Cancer’s voracious metabolism can make it spread quickly. - Hypoxic – Lacking oxygen.
The local tissue becomes hypoxic. - Angiogenesis – Formation of new blood vessels.
A process called angiogenesis. - Thermogenesis – Heat production in the body.
Cold enough to activate thermogenesis. - Organoid – Tiny lab-grown tissue that acts like a real organ.
Turned into fat organoids.
Vocabulary for extension
- Chemotherapy – Drug treatment to kill cancer cells.
- Radiation – High-energy rays used to destroy tumors.
- Ketogenic – High-fat, low-carb diet.
- Pseudoscience – False claims presented as science.
- Lactic acid – Waste product from glycolysis.
- ATP – Energy molecule in cells.
- CRISPR – Gene-editing tool.
- Beige fat – Engineered fat that burns energy like brown fat.
- Liposuction -Surgical fat removal.
- Immunotherapy – Treatment using the immune system.
Activity
Pair matching – students match word to definition; check together.Listening/reading (20 min)
Task 1
Give transcript sections (Warburg effect, brown fat, beige fat organoids).
Play audio (or read aloud).
Students answer:
- What did Otto Warburg discover?
- Why did cold help mice fight tumors?
- What is the new “weapon” against cancer?
Task 2
True/False (correct the false ones).
- Cancer cells use oxygen efficiently. (F)
- Brown fat burns glucose to make heat. (T)
- Beige fat needs cold to work. (F)
Speaking practice (20 min)
Discussion in pairs/groups.
- Do you think diet can cure cancer? Why/why not?
- Would you try living in cold to fight cancer?

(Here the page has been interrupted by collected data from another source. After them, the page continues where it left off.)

pub mod assets;
pub mod board_layout;
pub mod components;
pub mod display;
pub mod theme;
pub mod view_models;
pub mod views;

pub use assets::FileAssets;
pub use board_layout::BoardLayout;
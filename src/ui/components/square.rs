//! Square rendering component.

use crate::ui::BoardLayout;
use crate::ui::components::render_piece;
use crate::ui::theme::{
    CHECK_SQUARE, PROMOTION_MARK, SELECTED_SQUARE, TARGET_MARK, square_color,
};
use crate::ui::view_models::{SquareView, TargetMark};
use gpui::{div, prelude::*, px, rgb};

/// Render a single board square with its piece and highlights
pub fn render_square(view: SquareView, layout: BoardLayout) -> impl IntoElement {
    let background = if view.in_check {
        rgb(CHECK_SQUARE)
    } else if view.selected {
        rgb(SELECTED_SQUARE)
    } else {
        square_color(view.row, view.col)
    };
    let square_size = layout.square_size();
    let target_size = layout.target_size();

    div()
        .relative()
        .flex_shrink_0() // never shrink - maintain aspect ratio
        .size(px(square_size))
        .bg(background)
        .flex()
        .items_center()
        .justify_center()
        .when_some(view.piece, |el, p| {
            el.child(render_piece(p, layout.piece_size()))
        })
        .when_some(view.target, |el, mark| {
            // destination marker drawn over the piece (captures included)
            let marker = match mark {
                TargetMark::Move => div().size(px(target_size)).bg(rgb(TARGET_MARK)),
                TargetMark::Promotion => div()
                    .size(px(target_size))
                    .border_2()
                    .border_color(rgb(PROMOTION_MARK)),
            };
            el.child(
                div()
                    .absolute()
                    .top_0()
                    .left_0()
                    .size_full()
                    .flex()
                    .items_center()
                    .justify_center()
                    .child(marker.rounded_full().opacity(0.7)),
            )
        })
}
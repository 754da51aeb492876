//! Remote calls issued by the session and the replies it accepts.

use shakmaty::Square;

use crate::domain::{GameUpdate, LegalMove, PieceColor, PromotionPiece};
use crate::error::ClientError;

/// Stamps a request with the game it belongs to.
///
/// `generation` is the game id; `serial` is unique within the session.
#[derive(Clone, Copy, PartialEq, Eq, Debug, Hash)]
pub struct Ticket {
    pub generation: u64,
    pub serial: u64,
}

/// One call to the move authority
#[derive(Clone, Debug, PartialEq, Eq)]
pub enum RemoteCall {
    NewGame {
        player: PieceColor,
        depth: u32,
    },
    LegalMoves {
        from: Square,
    },
    SubmitMove {
        from: Square,
        to: Square,
        promotion: Option<PromotionPiece>,
    },
    BotMove {
        depth: u32,
    },
}

impl RemoteCall {
    pub fn name(&self) -> &'static str {
        match self {
            RemoteCall::NewGame { .. } => "new game",
            RemoteCall::LegalMoves { .. } => "legal moves",
            RemoteCall::SubmitMove { .. } => "submit move",
            RemoteCall::BotMove { .. } => "bot move",
        }
    }
}

#[derive(Clone, Debug, PartialEq, Eq)]
pub struct RemoteRequest {
    pub ticket: Ticket,
    pub call: RemoteCall,
}

/// Successful answer of the authority
#[derive(Clone, Debug, PartialEq, Eq)]
pub enum RemoteResponse {
    Game(GameUpdate),
    LegalMoves(Vec<LegalMove>),
}

#[derive(Clone, Debug)]
pub struct RemoteReply {
    pub ticket: Ticket,
    pub outcome: Result<RemoteResponse, ClientError>,
}

impl RemoteReply {
    /// Reply for a request that never reached the authority
    pub fn failed(request: &RemoteRequest, error: ClientError) -> Self {
        Self {
            ticket: request.ticket,
            outcome: Err(error),
        }
    }
}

- What is the most surprising idea in the video?
Role-play: One student is a doctor explaining beige fat therapy; the partner is a patient asking questions.Writing (15 min)Task: Write a 5–7 sentence summary of the video for a friend.
Use at least 5 vocabulary words.
Wrap-up & homework (10 min)
Review
Quick oral quiz – define 3 random words.
Homework
- Find one more fact about the Warburg effect online; share next class.
- Record yourself reading 5 vocab sentences; focus on stress.